Magazine Publishers was a pulp magazine publishing house established by Harold Hersey and later owned by A. A. Wyn in 1929. Under Wyn, it was known as "Ace Magazines", hence titles such as Ace Mystery and Ace Sports. They also used the name "Periodical House", and also branched out to publishing comic books as Ace Comics. In the 1940s the company also began publishing books.

In 1952 Wyn founded Ace Books, and by the mid-fifties Wyn had sold most or all of his hardback rights, and may also have ceased publishing magazines by that time to focus on Ace Books.


  • Ace Detective Magazine
  • Ace Mystery
  • Ace Sports
  • Detective-Dragnet (later changed to Ten Detective Aces)
  • Flying Aces (later became Flying Models and sold off)
  • Love Fiction Weekly
  • Secret Agent X
  • Western Trails

Pulp Heroes

A. A. Wyn

Aaron A. Wyn (May 22, 1898 – November 3, 1967), born Aaron Weinstein, was an American publisher.

Wyn's father was Jacob Weinstein, born in 1864 in Russia. His mother, Rebecca Weinstein, was born in 1865 in Russia. The Weinsteins married in 1883 in Russia and had four children, two of whom died young. The family came to America in 1891, where Jacob worked as a cigar packer. Six more children were born in New York City. Jacob became a naturalized alien citizen in 1913.

After graduating in June 1916 from public high school in the Bronx, Aaron took on the name "Aaron A. Wyn, and it was under this name that he enrolled as a Freshman at City College of New York (C.C.N.Y.) in the fall of 1916.

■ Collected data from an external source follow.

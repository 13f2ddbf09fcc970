//! 통계 및 유틸리티 모듈
//!
//! 분할 처리 통계 집계와 용량/시간 포맷팅을 담당합니다.

use colored::Colorize;
use std::time::{Duration, Instant};

use crate::error::ErrorKind;
use crate::splitter::SplitResult;

/// 분할 처리 통계 구조체
#[derive(Debug, Default)]
pub struct SplitStats {
    /// 총 파일 수
    pub total_files: usize,
    /// 분할 성공 수
    pub split_count: usize,
    /// FeatureCollection이 아니어서 건너뛴 수
    pub skipped_count: usize,
    /// JSON 파싱 실패 수
    pub malformed_count: usize,
    /// 그 외 에러 수
    pub error_count: usize,
    /// 생성된 Feature 파일 수
    pub records_written: usize,
    /// 읽은 총 바이트
    pub total_bytes_read: u64,
    /// 쓴 총 바이트
    pub total_bytes_written: u64,
    /// 처리 시작 시간
    start_time: Option<Instant>,
}

impl SplitStats {
    /// 새 통계 인스턴스 생성
    pub fn new(total_files: usize) -> Self {
        Self {
            total_files,
            start_time: Some(Instant::now()),
            ..Default::default()
        }
    }

    /// 파일 하나의 결과 반영
    pub fn record(&mut self, result: &SplitResult) {
        self.total_bytes_read += result.file_size;
        self.total_bytes_written += result.bytes_written;
        self.records_written += result.written.len();

        match result.kind() {
            None => self.split_count += 1,
            Some(ErrorKind::Skipped) => self.skipped_count += 1,
            Some(ErrorKind::Malformed) => self.malformed_count += 1,
            Some(_) => self.error_count += 1,
        }
    }

    /// 경과 시간 반환
    pub fn elapsed(&self) -> Duration {
        self.start_time
            .map(|t| t.elapsed())
            .unwrap_or(Duration::ZERO)
    }

    /// 분할 통계 요약 출력
    pub fn print_summary(&self) {
        println!("\n{}", "═".repeat(50).bright_blue());
        println!("{}", " 📊 분할 통계".bright_white().bold());
        println!("{}", "═".repeat(50).bright_blue());

        println!(
            "  {} 전체 파일:    {}",
            "📁".bright_cyan(),
            self.total_files
        );
        println!(
            "  {} 분할:         {}",
            "✅".bright_green(),
            self.split_count.to_string().green()
        );
        println!(
            "  {} 건너뜀:       {}",
            "⏭️".bright_yellow(),
            self.skipped_count.to_string().yellow()
        );

        let failed = self.malformed_count + self.error_count;
        if failed > 0 {
            println!(
                "  {} 실패:         {} (JSON 오류 {}, 기타 {})",
                "❌".bright_red(),
                failed.to_string().red(),
                self.malformed_count,
                self.error_count
            );
        } else {
            println!("  {} 실패:         {}", "✅".bright_green(), "0".green());
        }

        println!(
            "  {} 생성 파일:    {}",
            "🧩".bright_magenta(),
            self.records_written.to_string().bright_green()
        );
        println!(
            "  {} 입력 용량:    {}",
            "📥".bright_yellow(),
            format_bytes(self.total_bytes_read)
        );
        println!(
            "  {} 출력 용량:    {}",
            "📤".bright_magenta(),
            format_bytes(self.total_bytes_written)
        );
        println!(
            "  {} 처리 시간:    {}",
            "⏱️".bright_cyan(),
            format_duration(self.elapsed())
        );

        println!("{}", "═".repeat(50).bright_blue());
    }
}

/// 바이트를 읽기 쉬운 형식으로 변환
///
/// # Arguments
/// * `bytes` - 바이트 수
///
/// # Returns
/// 형식화된 문자열 (예: "1.25 MB")
///
/// # Examples
/// ```
/// use loon_utils::stats::format_bytes;
///
/// assert_eq!(format_bytes(500), "500 B");
/// assert_eq!(format_bytes(1024), "1.00 KB");
/// assert_eq!(format_bytes(1048576), "1.00 MB");
/// ```
pub fn format_bytes(bytes: u64) -> String {
    const KB: u64 = 1024;
    const MB: u64 = KB * 1024;
    const GB: u64 = MB * 1024;

    if bytes >= GB {
        format!("{:.2} GB", bytes as f64 / GB as f64)
    } else if bytes >= MB {
        format!("{:.2} MB", bytes as f64 / MB as f64)
    } else if bytes >= KB {
        format!("{:.2} KB", bytes as f64 / KB as f64)
    } else {
        format!("{} B", bytes)
    }
}

/// 경과 시간을 읽기 쉬운 형식으로 변환
pub fn format_duration(duration: Duration) -> String {
    let secs = duration.as_secs();
    let millis = duration.subsec_millis();

    if secs >= 3600 {
        let hours = secs / 3600;
        let mins = (secs % 3600) / 60;
        format!("{}시간 {}분", hours, mins)
    } else if secs >= 60 {
        let mins = secs / 60;
        let remaining_secs = secs % 60;
        format!("{}분 {}초", mins, remaining_secs)
    } else if secs > 0 {
        format!("{}.{:03}초", secs, millis)
    } else {
        format!("{}ms", millis)
    }
}

#[cfg(test)]
mod tests {
    use super::*;
    use crate::collection::SkipReason;
    use crate::error::LoonError;
    use std::path::PathBuf;

    #[test]
    fn test_format_bytes() {
        assert_eq!(format_bytes(0), "0 B");
        assert_eq!(format_bytes(1023), "1023 B");
        assert_eq!(format_bytes(1536), "1.50 KB");
        assert_eq!(format_bytes(1048576), "1.00 MB");
        assert_eq!(format_bytes(1073741824), "1.00 GB");
    }

    #[test]
    fn test_format_duration() {
        assert_eq!(format_duration(Duration::from_millis(500)), "500ms");
        assert_eq!(format_duration(Duration::from_secs(5)), "5.000초");
        assert_eq!(format_duration(Duration::from_secs(65)), "1분 5초");
        assert_eq!(format_duration(Duration::from_secs(3665)), "1시간 1분");
    }

    #[test]
    fn test_record_results() {
        let mut stats = SplitStats::new(3);

        stats.record(&SplitResult::success(
            PathBuf::from("a.json"),
            vec![PathBuf::from("a-0.json"), PathBuf::from("a-1.json")],
            100,
            40,
        ));
        stats.record(&SplitResult::failure(
            PathBuf::from("b.geojson"),
            LoonError::Skipped {
                file: PathBuf::from("b.geojson"),
                reason: SkipReason::TypeMismatch {
                    found: Some("Feature".to_string()),
                },
            },
            20,
        ));
        stats.record(&SplitResult::failure(
            PathBuf::from("c.json"),
            LoonError::Malformed {
                file: PathBuf::from("c.json"),
                reason: "EOF".to_string(),
            },
            5,
        ));

        assert_eq!(stats.split_count, 1);
        assert_eq!(stats.skipped_count, 1);
        assert_eq!(stats.malformed_count, 1);
        assert_eq!(stats.error_count, 0);
        assert_eq!(stats.records_written, 2);
        assert_eq!(stats.total_bytes_read, 125);
        assert_eq!(stats.total_bytes_written, 40);
    }
}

Wyn did not finish college, but in 1919 he got work as a proof reader in the printing industry. By 1930 he was editing pulp magazines for Harold Hersey's Magazine Publishers, in associates with Warren A. Angel. When Hersey departed the company in the summer of 1929, Wyn, after a brief interlude from Harold S. Goldsmith, took charge of the company. Hersey's swastika logo was dropped to be replaced by an ace of spades playing card symbol.

Wyn's company took on the brand names Ace Magazines, Periodical House, and A. A. Wyn's Magazine Publishers. Assisted by his wife, Rose Schiffman Wyn, whom he had married in 1926, he produced titles such as Detective-Dragnet (later changed to Ten Detective Aces), Western Trails, Secret Agent X, and Love Fiction Monthly.

Wyn also published comics between 1940 and 1956 under the Ace Comics name. Some of these were edited by Rose Wyn. Titles included Super-Mystery Comics, Four Favorites, Crime Must Pay the Penalty, and Baffling Mysteries.

Wyn branched out into book publishing in 1945. He founded Ace Books, which specialized in genre paperback books, in 1952.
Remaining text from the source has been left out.